Exercise objective
Return only that part of the material below which starts with the line containing "Value conversion errors." and goes on through the line containing "an unknown name.", restated exactly.

Records for this exercise
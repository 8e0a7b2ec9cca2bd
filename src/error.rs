//! Unified error handling for the bridge
//!
//! Error types are layered by boundary:
//!
//! - **Marshaling errors** (`MarshalError`): value conversion refusals
//! - **Host-facing errors** (`HostError`, `ResolveError`): the failure signals
//!   delivered across the late-bound dispatch protocol
//! - **Script-facing errors** (`ScriptError`): errors propagated into script
//!   code as runtime errors
//! - **Engine errors** (`EngineError`): embedding lifecycle failures
//!
//! Errors discovered on the script-consuming-host path propagate as
//! `ScriptError`. Errors discovered on the host-consuming-script path are
//! caught at the dispatch boundary and converted to `HostError` — a script
//! error escaping into the host's call stack is a defect.

use thiserror::Error;

/// Value conversion errors.
#[derive(Error, Debug, Clone, PartialEq, Eq)]
pub enum MarshalError {
    /// The value kind has no marshaled representation. Array, thread and
    /// vector kinds fail here loudly instead of coercing to null.
    #[error("Unsupported value kind for marshaling: {kind}")]
    Unsupported { kind: &'static str },
}

/// Name resolution errors reported through the dispatch protocol.
#[derive(Error, Debug, Clone, PartialEq, Eq)]
pub enum ResolveError {
    /// The object has no member with this name.
    #[error("Unknown member name: {name}")]
    UnknownName { name: String },

    /// Resolution failed for a reason other than an unknown name.
    #[error("Name resolution error: {0}")]
    Protocol(String),
}

/// Host-facing failure signals, returned across the dispatch boundary.
#[derive(Error, Debug, Clone, PartialEq, Eq)]
pub enum HostError {
    /// An error escaped an invocation on a host-driven proxy. Always caught
    /// at the boundary; the invocation result is an empty host value.
    #[error("Unexpected internal error during proxy invocation")]
    UnexpectedInternal,

    /// The operation has no implementation on this object.
    #[error("Operation not supported: {what}")]
    NotSupported { what: &'static str },

    /// The host object reported an invocation failure.
    #[error("Host protocol error: {0}")]
    Protocol(String),

    /// The embedding site reported a lookup failure.
    #[error("Host site error: {0}")]
    Site(String),
}

/// Errors propagated to script code.
#[derive(Error, Debug)]
pub enum ScriptError {
    /// Name resolution or invocation failure reported by the host side.
    #[error("Host protocol error: {0}")]
    HostProtocol(String),

    /// A bound member's call or read failed on the host side.
    #[error("Host invocation failed: {0}")]
    HostInvocation(String),

    /// The post-write validation resolve failed. Distinct from the write
    /// failure so callers can tell the phases apart.
    #[error("Property write validation failed: {0}")]
    PutValidation(String),

    #[error("Value of type '{type_name}' is not callable")]
    NotCallable { type_name: &'static str },

    #[error("Value of type '{type_name}' has no readable target")]
    NotReadable { type_name: &'static str },

    #[error("Value of type '{type_name}' has no writable target")]
    NotWritable { type_name: &'static str },

    /// An error raised inside the script runtime itself.
    #[error("Script runtime error: {0}")]
    Runtime(String),

    #[error("Marshal error: {0}")]
    Marshal(#[from] MarshalError),
}

/// Embedding lifecycle errors.
#[derive(Error, Debug)]
pub enum EngineError {
    #[error("No host site has been attached")]
    NoSite,

    #[error("The engine has been closed")]
    Closed,

    #[error("Invalid scriptlet: {0}")]
    InvalidScriptlet(String),

    #[error("Component lifecycle is saturated; cannot create another engine")]
    LifecycleSaturated,

    #[error("Script error: {0}")]
    Script(#[from] ScriptError),

    #[error("Host error: {0}")]
    Host(#[from] HostError),
}

pub type MarshalResult<T> = Result<T, MarshalError>;
pub type HostResult<T> = Result<T, HostError>;
pub type ScriptResult<T> = Result<T, ScriptError>;
pub type EngineResult<T> = Result<T, EngineError>;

Answer section
/// Value conversion errors.
#[derive(Error, Debug, Clone, PartialEq, Eq)]
pub enum MarshalError {
    /// The value kind has no marshaled representation. Array, thread and
    /// vector kinds fail here loudly instead of coercing to null.
    #[error("Unsupported value kind for marshaling: {kind}")]
    Unsupported { kind: &'static str },
}

/// Name resolution errors reported through the dispatch protocol.
#[derive(Error, Debug, Clone, PartialEq, Eq)]
pub enum ResolveError {
    /// The object has no member with this name.
    #[error("Unknown member name: {name}")]
    UnknownName { name: String },

    /// Resolution failed for a reason other than an unknown name.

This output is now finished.